“What is something you love and why?”

“I have a deep love for wine because it’s so unique. All of the elements are at play when you create wine. You have earth, you have wind, you have water, hopefully not fire. All of them combine to produce what you end up drinking in that particular vintage and you won’t be able to reproduce that  exactly because invariably things change. Even rotting or some kind of disease will sometimes enhance wine and sometimes hurt wine and that varies from year to year. Viticulturists and farm managers do their best to mitigate those problems but sometimes it works well for the wine and you end up enjoying that unexpected surprise.

It’s an amazing thing. It’s temporal, and fleeting, and it makes you think about it, if you know to think about it. It makes you feel connected to the earth in ways you may never have even thought of.”

“So since each bottle of wine is so unique, wouldn’t every one be appreciated for what it is and not judged on an objective level or comparatively to other wines?”
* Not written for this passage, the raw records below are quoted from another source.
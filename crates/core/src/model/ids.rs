use serde::{Deserialize, Serialize};
use std::fmt;
use std::str::FromStr;
use thiserror::Error;

macro_rules! numeric_id {
    ($(#[$meta:meta])* $name:ident) => {
        $(#[$meta])*
        #[derive(Clone, Copy, PartialEq, Eq, Hash, PartialOrd, Ord, Serialize, Deserialize)]
        pub struct $name(u64);

        impl $name {
            #[doc = concat!("Creates a new `", stringify!($name), "`")]
            #[must_use]
            pub fn new(id: u64) -> Self {
                Self(id)
            }

            /// Returns the underlying u64 value
            #[must_use]
            pub fn value(&self) -> u64 {
                self.0
            }
        }

        impl fmt::Debug for $name {
            fn fmt(&self, f: &mut fmt::Formatter<'_>) -> fmt::Result {
                write!(f, "{}({})", stringify!($name), self.0)
            }
        }

        impl fmt::Display for $name {
            fn fmt(&self, f: &mut fmt::Formatter<'_>) -> fmt::Result {
                write!(f, "{}", self.0)
            }
        }

        impl FromStr for $name {
            type Err = ParseIdError;

            fn from_str(s: &str) -> Result<Self, Self::Err> {
                s.trim()
                    .parse::<u64>()
                    .map($name::new)
                    .map_err(|_| ParseIdError {
                        kind: stringify!($name).to_string(),
                    })
            }
        }
    };
}

numeric_id!(
    /// Unique identifier for a Question
    QuestionId
);

numeric_id!(
    /// Unique identifier for a Subject
    SubjectId
);

numeric_id!(
    /// Unique identifier for a Session.
    ///
    /// Sessions are keyed by the attempt id issued by the persistence layer.
    SessionId
);

/// The persistence layer calls a session an attempt.
pub type AttemptId = SessionId;

#[derive(Debug, Clone, PartialEq, Eq)]
pub struct ParseIdError {
    kind: String,
}

impl fmt::Display for ParseIdError {
    fn fmt(&self, f: &mut fmt::Formatter<'_>) -> fmt::Result {
        write!(f, "failed to parse {} from string", self.kind)
    }
}

impl std::error::Error for ParseIdError {}

// ─── User Identity ─────────────────────────────────────────────────────────────

#[derive(Debug, Error, Clone, PartialEq, Eq)]
#[non_exhaustive]
pub enum UserIdError {
    #[error("user id cannot be empty")]
    Empty,
}

/// Opaque user identity supplied by the caller.
#[derive(Debug, Clone, PartialEq, Eq, Hash, PartialOrd, Ord, Serialize, Deserialize)]
pub struct UserId(String);

impl UserId {
    /// Create a user id from an opaque token.
    ///
    /// # Errors
    ///
    /// Returns `UserIdError::Empty` if the value is blank.
    pub fn new(value: impl Into<String>) -> Result<Self, UserIdError> {
        let raw = value.into();
        let trimmed = raw.trim();
        if trimmed.is_empty() {
            return Err(UserIdError::Empty);
        }
        Ok(Self(trimmed.to_string()))
    }

    #[must_use]
    pub fn as_str(&self) -> &str {
        &self.0
    }
}

impl fmt::Display for UserId {
    fn fmt(&self, f: &mut fmt::Formatter<'_>) -> fmt::Result {
        f.write_str(&self.0)
    }
}

// ─── Tests ─────────────────────────────────────────────────────────────────────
“Totally! It is so subjective. Even the best wine makers will tell you that what works for their palette may be different among their group, and especially for the average consumer. It doesn’t mean anyone is right, it just mean whatever your tongue likes. It may be sweet wine or dry wine, or certain varietals. Remember in the movie Sideways when Paul Giamatti’s characters screams, ‘I am not drinking Merlot!’ he was just expressing his opinion but the Merlot industry really plummeted worldwide as a result of that.”

“It’s amazing how much power art has. It seems like the best way to figure out what you like in the wine world, or the world in general, is just to try things for yourself and develop your own preferences.”
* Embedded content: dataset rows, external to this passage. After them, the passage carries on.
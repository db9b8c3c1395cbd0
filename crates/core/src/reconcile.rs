use chrono::{DateTime, Utc};
use std::collections::{BTreeSet, HashMap, HashSet};

use crate::model::{
    AnswerRecord, AssemblyError, ExamType, Question, QuestionId, Selection, Session, SessionId,
    UserId, validate_selections,
};
use crate::settings::ExamSettings;
use crate::tracker::AttemptTracker;

/// Attempt header the resumed session is rebuilt under.
#[derive(Debug, Clone, PartialEq, Eq)]
pub struct ResumeContext {
    pub session_id: SessionId,
    pub user_id: UserId,
    pub exam_type: ExamType,
    pub selections: Vec<Selection>,
    pub created_at: DateTime<Utc>,
    pub started_at: DateTime<Utc>,
    /// When the attempt is being reopened; stamps `finished_at` if the
    /// persisted clock had already run out.
    pub resumed_at: DateTime<Utc>,
}

/// Output of a reconciliation.
#[derive(Debug, Clone, PartialEq, Eq)]
pub struct Reconciled {
    pub session: Session,
    /// Prior answers whose question no longer exists in the fresh set.
    pub dropped: Vec<QuestionId>,
}

/// Rehydrates an interrupted attempt from its prior answers and a fresh
/// question fetch.
#[derive(Debug, Clone, Copy)]
pub struct ResumeReconciler<'a> {
    settings: &'a ExamSettings,
}

impl<'a> ResumeReconciler<'a> {
    #[must_use]
    pub fn new(settings: &'a ExamSettings) -> Self {
        Self { settings }
    }

    /// Merge `prior` answers into `fresh` questions, yielding an `InProgress`
    /// session, or an `Expired` one when the persisted clock is at zero.
    ///
    /// The fresh order is authoritative. Repeated fresh questions keep their
    /// first position; repeated prior answers keep the latest `answered_at`.
    ///
    /// # Errors
    ///
    /// Returns `AssemblyError` if the context has no (or repeated) selections,
    /// or if `fresh` is empty.
    pub fn reconcile(
        &self,
        ctx: ResumeContext,
        prior: &[AnswerRecord],
        fresh: &[Question],
        persisted_remaining_secs: Option<u32>,
    ) -> Result<Reconciled, AssemblyError> {
        validate_selections(&ctx.selections)?;
        if fresh.is_empty() {
            return Err(AssemblyError::NoQuestions);
        }

        let mut latest: HashMap<QuestionId, &AnswerRecord> = HashMap::with_capacity(prior.len());
        for record in prior {
            let keep_existing = latest
                .get(&record.question_id)
                .is_some_and(|existing| existing.answered_at > record.answered_at);
            if !keep_existing {
                latest.insert(record.question_id, record);
            }
        }

        let mut order = Vec::with_capacity(fresh.len());
        let mut fresh_ids = HashSet::with_capacity(fresh.len());
        for question in fresh {
            if fresh_ids.insert(question.id()) {
                order.push(question.id());
            }
        }

        let answers: Vec<AnswerRecord> = order
            .iter()
            .map(|qid| match latest.get(qid) {
                Some(prev) => AnswerRecord {
                    session_id: ctx.session_id,
                    question_id: *qid,
                    selected_option: prev.selected_option,
                    answered_at: prev.selected_option.and(prev.answered_at),
                },
                None => AnswerRecord::unanswered(ctx.session_id, *qid),
            })
            .collect();

        let dropped: Vec<QuestionId> = latest
            .keys()
            .filter(|qid| !fresh_ids.contains(qid))
            .copied()
            .collect::<BTreeSet<_>>()
            .into_iter()
            .collect();
        if !dropped.is_empty() {
            tracing::info!(
                session = %ctx.session_id,
                dropped = dropped.len(),
                "prior answers no longer match any fresh question"
            );
        }

        let time_limit = self.settings.budget_for(&ctx.exam_type);
        let remaining = persisted_remaining_secs.unwrap_or(time_limit);

        let resumed_at = ctx.resumed_at;
        let session = Session::hydrated(
            ctx.session_id,
            ctx.user_id,
            ctx.exam_type,
            ctx.selections,
            answers,
            ctx.created_at,
            ctx.started_at,
            time_limit,
            remaining,
        );
        if session.remaining_secs() > 0 {
            return Ok(Reconciled { session, dropped });
        }

        // Out of time already; the session is expired, not resumable.
        let mut tracker = AttemptTracker::new(session);
        if let Err(err) = tracker.expire(resumed_at) {
            tracing::warn!(error = %err, "could not expire a reconciled session");
        }
        Ok(Reconciled {
            session: tracker.into_session(),
            dropped,
        })
    }
}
“I totally agree. I’ve developed a deep personal relationship with wine because I see it as the perfect culmination of science, art, dedication, a little bit of luck, and maybe spirituality if you want to go that far. And that’s why people are so passionate about their wines because they’re artists at their craft. They’re also agrarians and scientists. It’s almost like Socrates and Plato because one has to command such a breadth of different fields in order to be a master wine maker. Probably one of the reasons the Greeks appreciated it so much is that it involves a lot of domains of expertise." 

"That’s beautiful. It’s nice to hear you passion.”